Closed Bug 1157323 Opened 9 years ago Closed 8 years ago

TSan: data races in xpcom/threads/nsTimerImpl.cpp InitCommon / GetGeneration / ReleaseTimerInternal / IsRepeatingPrecisely

Categories

(Core :: XPCOM, defect)

x86_64
Linux
defect
Not set
normal

Tracking

()

RESOLVED FIXED
mozilla52
Tracking Status
firefox52 --- fixed

People

(Reporter: froydnj, Assigned: bwc)

References

(Blocks 1 open bug)

Details

(Whiteboard: [tsan])

Attachments

(7 files, 1 obsolete file)

The attached logfile shows a thread/data race detected by TSan (ThreadSanitizer).

* Specific information about this bug

nsTimerImpl has a bunch of variables that aren't atomic (mType, mArmed, mGeneration), but are accessed on both the thread for the timer and the TimerThread.  People have known about this, generally with some sense of "boy, that's awful!" when they look at the timer code, but now TSan is complaining about it.

The locks we take might be inadvertently making these safe, but I doubt it.

* General information about TSan, data races, etc.

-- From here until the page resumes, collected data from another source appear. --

//! Encoder invocation - one external encode operation per rendition
// Copyright 2025 Vodforge Contributors
//
// Licensed under the Apache License, Version 2.0 (the "License");
// you may not use this file except in compliance with the License.
// You may obtain a copy of the License at
//
//     http://www.apache.org/licenses/LICENSE-2.0
//
// Unless required by applicable law or agreed to in writing, software
// distributed under the License is distributed on an "AS IS" BASIS,
// WITHOUT WARRANTIES OR CONDITIONS OF ANY KIND, either express or implied.
// See the License for the specific language governing permissions and
// limitations under the License.


use async_trait::async_trait;
use std::path::PathBuf;
use tokio::process::Command;
use tracing::{debug, warn};
use uuid::Uuid;

/// One encode operation: source file to one rendition file.
#[derive(Debug, Clone)]
pub struct EncodeRequest {
    pub asset_id: Uuid,
    pub quality: String,
    pub source_path: PathBuf,
    pub output_path: PathBuf,
    pub width: u32,
    pub height: u32,
    /// Target video bitrate in kbps.
    pub bitrate_kbps: u32,
}

/// Result of one encode operation. Failure is data, never an `Err`:
/// spawn failure, non-zero exit and a missing or empty output file all
/// normalize to `success == false` with a reason attached.
#[derive(Debug, Clone)]
pub struct EncodeOutcome {
    pub success: bool,
    pub output_path: PathBuf,
    pub file_size_bytes: u64,
    pub error: Option<String>,
}

impl EncodeOutcome {
    pub fn ok(output_path: PathBuf, file_size_bytes: u64) -> Self {
        Self {
            success: true,
            output_path,
            file_size_bytes,
            error: None,
        }
    }

    pub fn failed(output_path: PathBuf, reason: impl Into<String>) -> Self {
        Self {
            success: false,
            output_path,
            file_size_bytes: 0,
            error: Some(reason.into()),
        }
    }
}

/// Seam for the external encoder so the orchestrator can be exercised
/// without spawning real subprocesses.
#[async_trait]
pub trait Encoder: Send + Sync {
    /// Run one encode to completion. Writes exactly one file and never
    /// touches the registry; the orchestrator records the outcome.
    async fn invoke(&self, request: &EncodeRequest) -> EncodeOutcome;

    /// Cheap capability probe (version invocation). Used as a preflight
    /// check before any rung of a job is scheduled.
    async fn probe_available(&self) -> bool;

    /// Name of the underlying encoder, for logging.
    fn encoder_name(&self) -> &str;
}

/// Encoder backed by the ffmpeg command line, invoked as a subprocess
/// with a deterministic argument set per rendition.
pub struct FfmpegEncoder {
    encoder_bin: String,
    audio_bitrate: String,
}

impl FfmpegEncoder {
    pub fn new(encoder_bin: impl Into<String>, audio_bitrate: impl Into<String>) -> Self {
        Self {
            encoder_bin: encoder_bin.into(),
            audio_bitrate: audio_bitrate.into(),
        }
    }

    /// Scale to the target box preserving aspect ratio, padding the rest.
    fn scale_filter(width: u32, height: u32) -> String {
        format!(
            "scale={}:{}:force_original_aspect_ratio=decrease,pad={}:{}:(ow-iw)/2:(oh-ih)/2",
            width, height, width, height
        )
    }
}

#[async_trait]
impl Encoder for FfmpegEncoder {
    async fn invoke(&self, request: &EncodeRequest) -> EncodeOutcome {
        let output_path = request.output_path.clone();

        if request.width == 0 || request.height == 0 || request.bitrate_kbps == 0 {
            return EncodeOutcome::failed(
                output_path,
                format!(
                    "invalid encode parameters: {}x{} @ {}kbps",
                    request.width, request.height, request.bitrate_kbps
                ),
            );
        }

        match tokio::fs::metadata(&request.source_path).await {
            Ok(meta) if meta.is_file() => {}
            _ => {
                return EncodeOutcome::failed(
                    output_path,
                    format!("source not readable: {}", request.source_path.display()),
                );
            }
        }

        if let Some(parent) = request.output_path.parent() {
            if let Err(e) = tokio::fs::create_dir_all(parent).await {
                return EncodeOutcome::failed(
                    output_path,
                    format!("failed to create output directory: {}", e),
                );
            }
        }

        let source = match request.source_path.to_str() {
            Some(s) => s,
            None => {
                return EncodeOutcome::failed(
                    output_path,
                    format!("source path contains invalid UTF-8: {:?}", request.source_path),
                )
            }
        };
        let target = match request.output_path.to_str() {
            Some(s) => s.to_string(),
            None => {
                return EncodeOutcome::failed(
                    output_path,
                    format!("output path contains invalid UTF-8: {:?}", request.output_path),
                )
            }
        };

        let maxrate = format!("{}k", request.bitrate_kbps);
        let bufsize = format!("{}k", request.bitrate_kbps * 2);
        let vf_filter = Self::scale_filter(request.width, request.height);

        let args = [
            "-i",
            source,
            "-c:v",
            "libx264",
            "-preset",
            "medium",
            "-crf",
            "23",
            "-maxrate",
            &maxrate,
            "-bufsize",
            &bufsize,
            "-vf",
            &vf_filter,
            "-c:a",
            "aac",
            "-b:a",
            &self.audio_bitrate,
            "-movflags",
            "+faststart",
            "-f",
            "mp4",
            "-y",
            &target,
        ];

        debug!(
            asset_id = %request.asset_id,
            quality = request.quality,
            width = request.width,
            height = request.height,
            bitrate_kbps = request.bitrate_kbps,
            "Spawning encoder subprocess"
        );

        let status = match Command::new(&self.encoder_bin).args(args).status().await {
            Ok(status) => status,
            Err(e) => {
                return EncodeOutcome::failed(output_path, format!("failed to spawn encoder: {}", e));
            }
        };

        if !status.success() {
            return EncodeOutcome::failed(
                output_path,
                format!("encoder exited with status {}", status),
            );
        }

        // Post-condition: the output must exist and be non-empty.
        match tokio::fs::metadata(&request.output_path).await {
            Ok(meta) if meta.len() > 0 => EncodeOutcome::ok(output_path, meta.len()),
            Ok(_) => EncodeOutcome::failed(output_path, "encoder produced an empty output file"),
            Err(_) => EncodeOutcome::failed(output_path, "encoder produced no output file"),
        }
    }

    async fn probe_available(&self) -> bool {
        match Command::new(&self.encoder_bin).arg("-version").output().await {
            Ok(output) => output.status.success(),
            Err(e) => {
                warn!(
                    encoder = self.encoder_bin,
                    error = %e,
                    "Encoder availability probe failed"
                );
                false
            }
        }
    }

    fn encoder_name(&self) -> &str {
        &self.encoder_bin
    }
}
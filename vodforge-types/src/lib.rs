//! Vodforge Types
//!
//! Shared type definitions for the transcoding pipeline: source assets,
//! rendition rows and their encoding state machine, the quality ladder,
//! and the error taxonomy used across all Vodforge crates.

pub mod asset;
pub mod error;
pub mod ladder;
pub mod rendition;

pub use asset::*;
pub use error::*;
pub use ladder::*;
pub use rendition::*;
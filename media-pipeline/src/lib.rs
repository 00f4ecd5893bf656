//! Media Pipeline Library
//!
//! This library implements the transcoding and adaptive-streaming pipeline:
//! - Encoder invocation as cancellable, awaitable units of work
//! - Rendition registry with per-rung state machine
//! - Transcoding orchestration with bounded global concurrency
//! - Quality resolution and live quality switching
//! - Byte-range serving of rendition files
// Copyright 2025 Vodforge Contributors
//
// Licensed under the Apache License, Version 2.0 (the "License");
// you may not use this file except in compliance with the License.
// You may obtain a copy of the License at
//
//     http://www.apache.org/licenses/LICENSE-2.0
//
// Unless required by applicable law or agreed to in writing, software
// distributed under the License is distributed on an "AS IS" BASIS,
// WITHOUT WARRANTIES OR CONDITIONS OF ANY KIND, either express or implied.
// See the License for the specific language governing permissions and
// limitations under the License.


pub mod catalog;
pub mod encoder;
pub mod health;
pub mod http;
pub mod orchestrator;
pub mod probe;
pub mod range;
pub mod registry;
pub mod resolver;

// Re-export the encoder seam for convenience
pub use encoder::{EncodeOutcome, EncodeRequest, Encoder, FfmpegEncoder};
pub use orchestrator::TranscodeOrchestrator;
pub use registry::RenditionRegistry;
pub use resolver::QualityResolver;
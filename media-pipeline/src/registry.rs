//! Rendition registry - state machine over (asset, quality) rows
// Copyright 2025 Vodforge Contributors
//
// Licensed under the Apache License, Version 2.0 (the "License");
// you may not use this file except in compliance with the License.
// You may obtain a copy of the License at
//
//     http://www.apache.org/licenses/LICENSE-2.0
//
// Unless required by applicable law or agreed to in writing, software
// distributed under the License is distributed on an "AS IS" BASIS,
// WITHOUT WARRANTIES OR CONDITIONS OF ANY KIND, either express or implied.
// See the License for the specific language governing permissions and
// limitations under the License.


use chrono::Utc;
use std::collections::HashMap;
use std::sync::Arc;
use tokio::sync::RwLock;
use tracing::{debug, warn};
use uuid::Uuid;
use vodforge_types::{EncodingStatus, Rendition, Rung};

/// Registry of rendition rows, unique on (asset, quality).
///
/// This is the only shared mutable state of the pipeline. Each row has a
/// single writer at a time (the orchestrator never schedules two tasks for
/// the same rung); updates are last-writer-wins on one row and renditions
/// are independent, so no cross-row transaction exists. Knows nothing about
/// encoding mechanics.
#[derive(Clone, Default)]
pub struct RenditionRegistry {
    rows: Arc<RwLock<HashMap<(Uuid, String), Rendition>>>,
}

impl RenditionRegistry {
    pub fn new() -> Self {
        Self::default()
    }

    /// Create (or re-create) the row for one rung at `PENDING`.
    ///
    /// Re-creation is the explicit re-encode path: the old row is replaced,
    /// not merged, and progress resets to 0.
    pub async fn create(&self, asset_id: Uuid, rung: &Rung) -> Rendition {
        let row = Rendition::pending(asset_id, rung);
        let mut rows = self.rows.write().await;
        if rows
            .insert((asset_id, rung.label.clone()), row.clone())
            .is_some()
        {
            debug!(
                asset_id = %asset_id,
                quality = rung.label,
                "Replaced existing rendition row for re-encode"
            );
        }
        row
    }

    /// Transition a row's status, optionally bumping progress.
    ///
    /// Returns `false` without writing when the row does not exist (the
    /// asset was deleted while the encode was in flight) or when the state
    /// machine forbids the transition (terminal states are sticky).
    /// Progress is monotonic within an attempt; regressions are ignored.
    pub async fn update_status(
        &self,
        asset_id: Uuid,
        quality: &str,
        status: EncodingStatus,
        progress: Option<u8>,
    ) -> bool {
        let mut rows = self.rows.write().await;
        let Some(row) = rows.get_mut(&(asset_id, quality.to_string())) else {
            debug!(
                asset_id = %asset_id,
                quality = quality,
                "Dropping status update for deleted rendition row"
            );
            return false;
        };

        if !row.encoding_status.can_transition(status) {
            warn!(
                asset_id = %asset_id,
                quality = quality,
                from = ?row.encoding_status,
                to = ?status,
                "Rejected invalid rendition status transition"
            );
            return false;
        }

        row.encoding_status = status;
        if let Some(progress) = progress {
            let progress = progress.min(100);
            if progress > row.encoding_progress {
                row.encoding_progress = progress;
            }
        }
        if status == EncodingStatus::Failed {
            row.is_available = false;
        }
        row.updated_at = Utc::now();
        true
    }

    /// Record a successful encode: output metadata plus the `COMPLETED`
    /// transition, marking the rendition available.
    pub async fn complete(
        &self,
        asset_id: Uuid,
        quality: &str,
        video_url: String,
        file_size_bytes: u64,
    ) -> bool {
        let mut rows = self.rows.write().await;
        let Some(row) = rows.get_mut(&(asset_id, quality.to_string())) else {
            debug!(
                asset_id = %asset_id,
                quality = quality,
                "Dropping completion for deleted rendition row"
            );
            return false;
        };

        if !row.encoding_status.can_transition(EncodingStatus::Completed) {
            warn!(
                asset_id = %asset_id,
                quality = quality,
                from = ?row.encoding_status,
                "Rejected completion for rendition not in PROCESSING"
            );
            return false;
        }

        row.encoding_status = EncodingStatus::Completed;
        row.encoding_progress = 100;
        row.is_available = true;
        row.video_url = Some(video_url);
        row.file_size_bytes = file_size_bytes;
        row.updated_at = Utc::now();
        true
    }

    pub async fn find_by_asset(&self, asset_id: Uuid) -> Vec<Rendition> {
        let rows = self.rows.read().await;
        rows.values()
            .filter(|r| r.asset_id == asset_id)
            .cloned()
            .collect()
    }

    pub async fn find_by_asset_and_quality(
        &self,
        asset_id: Uuid,
        quality: &str,
    ) -> Option<Rendition> {
        let rows = self.rows.read().await;
        rows.get(&(asset_id, quality.to_string())).cloned()
    }

    /// Delete all rows of one asset, returning how many were removed.
    ///
    /// Callers delete rows before removing files so that in-flight encode
    /// tasks observe the absence and drop their results.
    pub async fn delete_by_asset(&self, asset_id: Uuid) -> usize {
        let mut rows = self.rows.write().await;
        let before = rows.len();
        rows.retain(|(owner, _), _| *owner != asset_id);
        before - rows.len()
    }

    pub async fn list_by_status(&self, status: EncodingStatus) -> Vec<Rendition> {
        let rows = self.rows.read().await;
        rows.values()
            .filter(|r| r.encoding_status == status)
            .cloned()
            .collect()
    }

    pub async fn row_count(&self) -> usize {
        self.rows.read().await.len()
    }
}
//! Asset catalog - source asset records and path resolution
// Copyright 2025 Vodforge Contributors
//
// Licensed under the Apache License, Version 2.0 (the "License");
// you may not use this file except in compliance with the License.
// You may obtain a copy of the License at
//
//     http://www.apache.org/licenses/LICENSE-2.0
//
// Unless required by applicable law or agreed to in writing, software
// distributed under the License is distributed on an "AS IS" BASIS,
// WITHOUT WARRANTIES OR CONDITIONS OF ANY KIND, either express or implied.
// See the License for the specific language governing permissions and
// limitations under the License.


use chrono::Utc;
use std::collections::HashMap;
use std::path::{Path, PathBuf};
use std::sync::Arc;
use tokio::sync::RwLock;
use tracing::{info, warn};
use uuid::Uuid;

use crate::probe::MediaProber;
use crate::registry::RenditionRegistry;
use vodforge_types::{PipelineError, Result, SourceAsset};

/// In-memory registry of source assets, implementing the asset-storage
/// collaborator surface (`resolve_path`, `exists`, `size`).
#[derive(Clone)]
pub struct AssetCatalog {
    assets: Arc<RwLock<HashMap<Uuid, SourceAsset>>>,
    prober: MediaProber,
}

impl AssetCatalog {
    pub fn new(prober: MediaProber) -> Self {
        Self {
            assets: Arc::new(RwLock::new(HashMap::new())),
            prober,
        }
    }

    /// Register an uploaded source file under an asset id.
    ///
    /// The file must already be in place; upload placement is the caller's
    /// concern. Metadata probing is best-effort. Re-registering an existing
    /// asset id returns the existing record unchanged - source assets are
    /// immutable once referenced by rendition jobs.
    pub async fn register(
        &self,
        asset_id: Uuid,
        storage_path: PathBuf,
        original_filename: String,
    ) -> Result<SourceAsset> {
        if let Some(existing) = self.get(asset_id).await {
            return Ok(existing);
        }

        let size_bytes = match tokio::fs::metadata(&storage_path).await {
            Ok(meta) if meta.is_file() => meta.len(),
            _ => {
                return Err(PipelineError::SourceNotFound(
                    storage_path.display().to_string(),
                ))
            }
        };

        let probe = self.prober.probe(&storage_path).await;
        let asset = SourceAsset {
            asset_id,
            storage_path,
            original_filename,
            container_format: probe.container_format,
            duration_secs: probe.duration_secs,
            size_bytes,
            created_at: Utc::now(),
        };

        info!(
            asset_id = %asset_id,
            filename = asset.original_filename,
            size_bytes = size_bytes,
            duration_secs = ?asset.duration_secs,
            "Registered source asset"
        );

        let mut assets = self.assets.write().await;
        Ok(assets.entry(asset_id).or_insert(asset).clone())
    }

    pub async fn get(&self, asset_id: Uuid) -> Option<SourceAsset> {
        self.assets.read().await.get(&asset_id).cloned()
    }

    /// Absolute path of the source file for an asset.
    pub async fn resolve_path(&self, asset_id: Uuid) -> Result<PathBuf> {
        self.get(asset_id)
            .await
            .map(|asset| asset.storage_path)
            .ok_or(PipelineError::AssetNotFound(asset_id))
    }

    pub async fn exists(&self, path: &Path) -> bool {
        tokio::fs::metadata(path)
            .await
            .map(|meta| meta.is_file())
            .unwrap_or(false)
    }

    pub async fn size(&self, path: &Path) -> Result<u64> {
        let meta = tokio::fs::metadata(path)
            .await
            .map_err(|_| PipelineError::SourceNotFound(path.display().to_string()))?;
        Ok(meta.len())
    }

    /// Delete an asset, cascading to its renditions.
    ///
    /// Registry rows are deleted before any file so that in-flight encode
    /// tasks observe row absence and drop their results; only then is the
    /// rendition directory removed.
    pub async fn delete_cascading(
        &self,
        asset_id: Uuid,
        registry: &RenditionRegistry,
        media_root: &Path,
    ) -> Result<()> {
        let removed = {
            let mut assets = self.assets.write().await;
            assets.remove(&asset_id)
        };
        if removed.is_none() {
            return Err(PipelineError::AssetNotFound(asset_id));
        }

        let rows = registry.delete_by_asset(asset_id).await;

        let rendition_dir = media_root.join(asset_id.to_string());
        if let Err(e) = tokio::fs::remove_dir_all(&rendition_dir).await {
            if e.kind() != std::io::ErrorKind::NotFound {
                warn!(
                    asset_id = %asset_id,
                    dir = %rendition_dir.display(),
                    error = %e,
                    "Failed to remove rendition directory"
                );
            }
        }

        info!(
            asset_id = %asset_id,
            renditions_deleted = rows,
            "Deleted asset with cascading rendition cleanup"
        );
        Ok(())
    }
}
//! Media Pipeline
//!
//! Turns one uploaded source video into a ladder of pre-encoded renditions,
//! tracks each rendition's encode lifecycle independently, resolves the
//! best available rendition for a client, and serves video bytes with
//! byte-range semantics for seeking.
// Copyright 2025 Vodforge Contributors
//
// Licensed under the Apache License, Version 2.0 (the "License");
// you may not use this file except in compliance with the License.
// You may obtain a copy of the License at
//
//     http://www.apache.org/licenses/LICENSE-2.0
//
// Unless required by applicable law or agreed to in writing, software
// distributed under the License is distributed on an "AS IS" BASIS,
// WITHOUT WARRANTIES OR CONDITIONS OF ANY KIND, either express or implied.
// See the License for the specific language governing permissions and
// limitations under the License.


use anyhow::Result;
use std::sync::Arc;
use tokio::net::TcpListener;
use tracing::info;

use media_pipeline::catalog::AssetCatalog;
use media_pipeline::encoder::{Encoder, FfmpegEncoder};
use media_pipeline::health;
use media_pipeline::http::{self, AppState};
use media_pipeline::orchestrator::TranscodeOrchestrator;
use media_pipeline::probe::MediaProber;
use media_pipeline::registry::RenditionRegistry;
use media_pipeline::resolver::QualityResolver;
use vodforge_config::AppConfig;
use vodforge_logging::{init_console_logging, init_logging};
use vodforge_types::QualityLadder;

#[tokio::main]
async fn main() -> Result<()> {
    // Load configuration
    let config = AppConfig::from_env()
        .map_err(|e| anyhow::anyhow!("Failed to load configuration: {}", e))?;

    // Initialize logging
    if config.json_logging() {
        init_logging("media-pipeline", config.log_level());
    } else {
        init_console_logging("media-pipeline", config.log_level());
    }

    info!("Starting Media Pipeline");

    // The ladder is resolved once at startup and passed in as an
    // immutable value.
    let ladder = match &config.ladder_labels {
        Some(labels) => {
            let labels: Vec<&str> = labels.iter().map(String::as_str).collect();
            QualityLadder::from_labels(&labels)
                .map_err(|e| anyhow::anyhow!("Invalid QUALITY_LADDER: {}", e))?
        }
        None => QualityLadder::standard(),
    };

    tokio::fs::create_dir_all(&config.media_root).await.map_err(|e| {
        anyhow::anyhow!(
            "Failed to create media root {}: {}",
            config.media_root.display(),
            e
        )
    })?;

    info!(
        media_root = %config.media_root.display(),
        encoder = config.encoder.encoder_bin,
        rungs = ladder.len(),
        max_concurrent_encodes = config.encoder.max_concurrent_encodes,
        "Configuration loaded"
    );

    let encoder = Arc::new(FfmpegEncoder::new(
        config.encoder.encoder_bin.clone(),
        config.encoder.audio_bitrate.clone(),
    ));
    if !encoder.probe_available().await {
        tracing::warn!(
            encoder = config.encoder.encoder_bin,
            "Encoder binary not available at startup; transcode jobs will fail until it is"
        );
    }

    let registry = RenditionRegistry::new();
    let catalog = AssetCatalog::new(MediaProber::new(config.encoder.probe_bin.clone()));
    let orchestrator = Arc::new(TranscodeOrchestrator::new(
        registry.clone(),
        encoder,
        ladder.clone(),
        config.media_root.clone(),
        config.encoder.max_concurrent_encodes,
    ));
    let resolver = QualityResolver::new(registry.clone(), ladder);

    let state = AppState {
        catalog,
        registry,
        resolver,
        orchestrator,
        media_root: config.media_root.clone(),
        cache_max_age_secs: config.server.cache_max_age_secs,
    };
    let app = http::router(state);

    let addr = format!("0.0.0.0:{}", config.server.port);
    let listener = TcpListener::bind(&addr)
        .await
        .map_err(|e| anyhow::anyhow!("Failed to bind {}: {}", addr, e))?;

    info!(port = config.server.port, "Media Pipeline listening");

    // Run server with graceful shutdown
    axum::serve(listener, app)
        .with_graceful_shutdown(health::shutdown_signal())
        .await
        .map_err(|e| anyhow::anyhow!("Server error: {}", e))?;

    info!("Media Pipeline stopped");
    Ok(())
}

Typically, races reported by TSan are not false positives, but it is possible that the race is benign. Even in this case though, we should try to come up with a fix unless this would cause unacceptable performance issues. Also note that seemingly benign races can possibly be harmful (also depending on the compiler and the architecture) [1][2].

If the bug cannot be fixed, then this bug should be used to either make a compile-time annotation for blacklisting or add an entry to the runtime blacklist.

[1] http://software.intel.com/en-us/blogs/2013/01/06/benign-data-races-what-could-possibly-go-wrong
[2] _How to miscompile programs with "benign" data races_: https://www.usenix.org/legacy/events/hotpar11/tech/final_files/Boehm.pdf
Attached file timer-race.txt
Probably more helpful to understand the races if the TSan reports are attached.
Anyone have a working TSan build that they can try this out with?
Assignee: nobody → docfaraday
Yeah.  I do.  I can try it out in the morning.
Ok, figured out my tsan goof, TestTimers looks good now with tsan. I can run some more tests.
Fixing this race sounds like a good thing.  I should perhaps point out,
though, I cannot reproduce it in TSan runs of the browser, either for
a bit of ad-hoc surfing, or in a mochitest run.

Nathan, do you have any STR for it?
Flags: needinfo?(nfroyd)
(In reply to Julian Seward [:jseward] from comment #7)
> Fixing this race sounds like a good thing.  I should perhaps point out,
> though, I cannot reproduce it in TSan runs of the browser, either for
> a bit of ad-hoc surfing, or in a mochitest run.
> 
> Nathan, do you have any STR for it?

I have no STR, other than mochitest runs.  I can't recall whether I've tried ad-hoc surfing to trigger the race or not.
Flags: needinfo?(nfroyd)
What is the status of this, now?  Can it land?
I'm still running TSAN tests.
Attachment #8773017 - Flags: review?(nfroyd)
Attachment #8773018 - Flags: review?(nfroyd)
Comment on attachment 8773017 [details]
Bug 1157323 - Part 1: Make TestTimers a unit-test.

https://reviewboard.mozilla.org/r/65656/#review66404
Attachment #8773017 - Flags: review?(nfroyd) → review+
Comment on attachment 8773018 [details]
Bug 1157323 - Part 2: Factor nsTimerImpl into two classes, so we don't need to do racy stuff in nsTimerImpl::Release.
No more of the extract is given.